Per avvocati e giudici si sono sostanzialmente evidenziate esigenze di
approfondimento di analisi, di affinamento degli strumenti interpretativi e
ricostruttivi, di utilizzazione degli stessi risultati per verifiche ulteriori,
di franco rifiuto del rifugio nel formalismo, che poco o nulla si diversifica
dalla incapacità di pervenire a soluzioni plausibili.
Possono riferirsi queste istanze a chi, come il notaio, deve dare alla
volontà delle parti riconoscibilità secondo il diritto con conseguente
efficacia secondo legge?
Ebbene richiamando qui quanto si è detto sul colloquio attraverso il
processo tra avvocati e giudici nel comune percorso verso la soluzione della
controversia, si può derivarne la valorizzazione della parte colloquiale e
fiduciaria della professione notarile, dove il discorso si svolge tra parte
interessata e notaio verso la soluzione che la parte vuole ma che è
condizionata dalle regole che vincolano la formazione dell’atto; sicchè il
notaio è interposto tra l’interesse e la regola che deve illustrare a chi vuole
contrattare o testare, dicendogli sostanzialmente quello che può e
non può fare, prevenendo in tal modo
ragioni di invalidità e relative controversie.

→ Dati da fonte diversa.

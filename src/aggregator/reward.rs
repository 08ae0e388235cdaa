use num_bigint::BigInt;
use num_traits::Zero;

use crate::aggregator::Aggregator;
use crate::config::SEC_PER_DAY;
use crate::entities::RewardSchedule;
use crate::events::EventContext;
use crate::store::{KeyedStore, TokenSeed};
use crate::units::to_usd;

impl Aggregator {
    /// Refresh a reward schedule's per-day emission. At most once per block:
    /// several handlers in one block may tick the same schedule, and repeated
    /// ticks must converge rather than accumulate.
    pub fn schedule_tick(&self, schedule: &mut RewardSchedule, ctx: &EventContext) {
        if schedule.last_updated_block == ctx.block_number {
            return;
        }

        let reward_active = ctx.timestamp < schedule.period_finished_timestamp;
        schedule.reward_token_emission_amount_per_day = if reward_active {
            &schedule.reward_rate_per_second * BigInt::from(SEC_PER_DAY)
        } else {
            BigInt::zero()
        };

        let reward_token = self
            .store()
            .get_or_create_token(&schedule.reward_token, TokenSeed::default());
        let reward_token_price = self.resolver.resolve_usd(self.store(), &schedule.reward_token);
        schedule.reward_token_emissions_usd_per_day = to_usd(
            &schedule.reward_token_emission_amount_per_day,
            reward_token.decimals,
            &reward_token_price,
        );

        schedule.last_updated_block = ctx.block_number;
        self.store()
            .reward_schedules
            .save(&schedule.id, schedule.clone());
    }
}

#[cfg(test)]
mod tests {
    use super::*;
    use crate::prices::PriceResolver;
    use crate::store::{EntityStore, RewardScheduleSeed};
    use bigdecimal::BigDecimal;
    use std::sync::Arc;

    fn ctx(block_number: u64, timestamp: u64) -> EventContext {
        EventContext {
            block_number,
            timestamp,
            tx_sender: "0xsender".to_string(),
        }
    }

    fn aggregator_with_schedule() -> (Aggregator, RewardSchedule) {
        let store = Arc::new(EntityStore::new());
        let schedule = store.get_or_create_reward_schedule(
            "0xrewards",
            RewardScheduleSeed {
                stake_token: "0xpool".to_string(),
                reward_token: "0xmpl".to_string(),
                reward_token_seed: Default::default(),
                creation_block: 1,
            },
        );
        let aggregator = Aggregator::new(store, PriceResolver::new(Vec::new()));
        (aggregator, schedule)
    }

    #[test]
    fn emission_runs_until_period_finish_then_stops() {
        let (aggregator, mut schedule) = aggregator_with_schedule();
        let t = 1_650_000_000u64;
        schedule.reward_rate_per_second = BigInt::from(10);
        schedule.period_finished_timestamp = t + 1000;

        aggregator.schedule_tick(&mut schedule, &ctx(100, t + 1));
        assert_eq!(
            schedule.reward_token_emission_amount_per_day,
            BigInt::from(864_000)
        );

        aggregator.schedule_tick(&mut schedule, &ctx(101, t + 2000));
        assert!(schedule.reward_token_emission_amount_per_day.is_zero());
    }

    #[test]
    fn second_tick_in_same_block_changes_nothing() {
        let (aggregator, mut schedule) = aggregator_with_schedule();
        let t = 1_650_000_000u64;
        schedule.reward_rate_per_second = BigInt::from(10);
        schedule.period_finished_timestamp = t + 1000;

        aggregator.schedule_tick(&mut schedule, &ctx(100, t + 1));
        let after_first = schedule.clone();

        // Rate changes mid-block must not be re-applied within the block.
        schedule.reward_rate_per_second = BigInt::from(999);
        aggregator.schedule_tick(&mut schedule, &ctx(100, t + 1));
        assert_eq!(
            schedule.reward_token_emission_amount_per_day,
            after_first.reward_token_emission_amount_per_day
        );
        assert_eq!(schedule.last_updated_block, after_first.last_updated_block);
    }

    #[test]
    fn exhausted_price_sources_zero_the_usd_emission() {
        let (aggregator, mut schedule) = aggregator_with_schedule();
        let t = 1_650_000_000u64;
        schedule.reward_rate_per_second = BigInt::from(10);
        schedule.period_finished_timestamp = t + 1000;

        aggregator.schedule_tick(&mut schedule, &ctx(100, t + 1));
        assert_eq!(
            schedule.reward_token_emissions_usd_per_day,
            BigDecimal::from(0)
        );
    }
}
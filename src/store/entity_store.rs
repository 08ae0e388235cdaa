use bigdecimal::BigDecimal;
use num_bigint::BigInt;
use num_traits::Zero;
use tracing::{debug, warn};

use crate::config::{
    DEFAULT_DECIMALS, POOL_WAD_DECIMALS, REWARD_DEFAULT_DURATION_SECS, UNPROVIDED_NAME,
    ZERO_ADDRESS,
};
use crate::entities::{
    AccountMarket, FinancialsDailySnapshot, Loan, LoanVersion, Market, MarketSnapshot, PoolFactory,
    PriceSourceKind, Protocol, RewardSchedule, RewardSide, RewardToken, StakeLocker, Token,
};
use crate::store::{KeyedStore, MemoryStore};
use crate::units::pow10;

// ---------------------------------------------------------------------------
// Creation seeds
// ---------------------------------------------------------------------------
// Event order from the chain is not guaranteed to supply full context on
// first sight of an entity, so every creation parameter has an explicit
// "unset" sentinel default. Creating through a sentinel succeeds and is
// logged as a data-quality warning.

#[derive(Debug, Clone)]
pub struct TokenSeed {
    pub symbol: String,
    pub decimals: u32,
}

impl Default for TokenSeed {
    fn default() -> Self {
        Self {
            symbol: String::new(),
            decimals: 0,
        }
    }
}

#[derive(Debug, Clone)]
pub struct MarketSeed {
    pub name: String,
    pub pool_factory: String,
    pub delegate: String,
    pub stake_locker: String,
    pub input_token: String,
    pub input_token_seed: TokenSeed,
    pub output_token: String,
    pub output_token_seed: TokenSeed,
    pub created_timestamp: u64,
    pub created_block_number: u64,
}

impl Default for MarketSeed {
    fn default() -> Self {
        Self {
            name: String::new(),
            pool_factory: ZERO_ADDRESS.to_string(),
            delegate: ZERO_ADDRESS.to_string(),
            stake_locker: ZERO_ADDRESS.to_string(),
            input_token: ZERO_ADDRESS.to_string(),
            input_token_seed: TokenSeed::default(),
            output_token: ZERO_ADDRESS.to_string(),
            output_token_seed: TokenSeed::default(),
            created_timestamp: 0,
            created_block_number: 0,
        }
    }
}

#[derive(Debug, Clone)]
pub struct StakeLockerSeed {
    pub market: String,
    pub stake_token: String,
    pub creation_timestamp: u64,
    pub creation_block: u64,
}

impl Default for StakeLockerSeed {
    fn default() -> Self {
        Self {
            market: ZERO_ADDRESS.to_string(),
            stake_token: ZERO_ADDRESS.to_string(),
            creation_timestamp: 0,
            creation_block: 0,
        }
    }
}

#[derive(Debug, Clone)]
pub struct LoanSeed {
    pub market: String,
    pub version: LoanVersion,
    pub creation_timestamp: u64,
    pub creation_block: u64,
}

impl Default for LoanSeed {
    fn default() -> Self {
        Self {
            market: ZERO_ADDRESS.to_string(),
            version: LoanVersion::V1,
            creation_timestamp: 0,
            creation_block: 0,
        }
    }
}

#[derive(Debug, Clone)]
pub struct RewardScheduleSeed {
    pub stake_token: String,
    pub reward_token: String,
    pub reward_token_seed: TokenSeed,
    pub creation_block: u64,
}

impl Default for RewardScheduleSeed {
    fn default() -> Self {
        Self {
            stake_token: ZERO_ADDRESS.to_string(),
            reward_token: ZERO_ADDRESS.to_string(),
            reward_token_seed: TokenSeed::default(),
            creation_block: 0,
        }
    }
}

// ---------------------------------------------------------------------------
// EntityStore
// ---------------------------------------------------------------------------

/// The facade between the aggregation logic and persistence: get-or-create
/// per keyed entity kind, load/save only. Get-semantics win over
/// create-semantics: re-invoking with different seed values on an existing
/// key returns the stored instance untouched.
pub struct EntityStore {
    pub markets: MemoryStore<Market>,
    pub market_daily_snapshots: MemoryStore<MarketSnapshot>,
    pub market_hourly_snapshots: MemoryStore<MarketSnapshot>,
    pub financials_daily_snapshots: MemoryStore<FinancialsDailySnapshot>,
    pub tokens: MemoryStore<Token>,
    pub reward_tokens: MemoryStore<RewardToken>,
    pub reward_schedules: MemoryStore<RewardSchedule>,
    pub stake_lockers: MemoryStore<StakeLocker>,
    pub loans: MemoryStore<Loan>,
    pub account_markets: MemoryStore<AccountMarket>,
    pub pool_factories: MemoryStore<PoolFactory>,
    /// Published copy of the replay loop's owned singleton, for queries.
    pub protocols: MemoryStore<Protocol>,
}
use axum::{http::StatusCode, response::IntoResponse};
use thiserror::Error;

#[derive(Debug, Error)]
pub enum AppError {
    #[error("HTTP request error: {0}")]
    Http(#[from] reqwest::Error),

    #[error("JSON parse error: {0}")]
    Json(#[from] serde_json::Error),

    #[error("Configuration error: {0}")]
    Config(String),

    #[error("Event journal error: {0}")]
    Journal(String),

    #[error("Deployments manifest unavailable: {0}")]
    Manifest(String),

    #[error("IO error: {0}")]
    Io(#[from] std::io::Error),
}

pub type Result<T> = std::result::Result<T, AppError>;

impl IntoResponse for AppError {
    fn into_response(self) -> axum::response::Response {
        let status = match &self {
            AppError::Manifest(_) => StatusCode::SERVICE_UNAVAILABLE,
            _ => StatusCode::INTERNAL_SERVER_ERROR,
        };
        (status, self.to_string()).into_response()
    }
}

Ed è in questa attività del notaio, che in termini procedimentali potrebbe
dirsi preparatoria, sta forse la parte più produttiva e, nello stesso tempo,
più difficile della professione notarile, in quanto non è affatto detto che
dare forma e limite a volontà interessate ad un determinato regolamento di
interessi, sia più agevole che risolvere dissensi tra parti contrapposte.
Esiste, infatti in entrambi i tipi di fattispecie l’esigenza di specificare le
regole del sistema adattandole alle singolarità degli interessi, siano essi
contrapposti oppure tendenti ad una soluzione che soddisfi l’interesse di
parte.
Concludendo, se il notaio si trova interposto tra volontà di
parte e sistema, è ancora più vero
che deve cooperare alla
corretta realizzazione del sistema negli atti di volontà che riceve ed ai quali
dà corretta espressione e forma. E può farlo meglio di altri per il momento in
cui opera.
Nè sembri soltanto fideistica la conclusione alla quale si è pervenuti, nel
senso, cioè, della cooperazione per tutte le professioni legali; in realtà, si
è rimasti coerenti alla concezione dell’elaborazione del diritto
come arte del giusto ed alla giurisdizione come giusta composizione delle liti,
rivendicando al ceto dei giuristi - e tali sono gli esercenti le professioni
legali - soluzioni che si accettano perché frutto di logiche elaborazioni di
sistemi e di concretezze correttamente acquisite.
Nel mondo che ha visto quadruplicare gli uomini in meno di un secolo e
progredire conoscenze e tecniche in modo esponenziale, è augurabile che non
solo il diritto, ma tutte le scienze morali evolvano nel senso della convivenza
nella pace,componendo secondo legge e coscienze le posizioni contrapposte.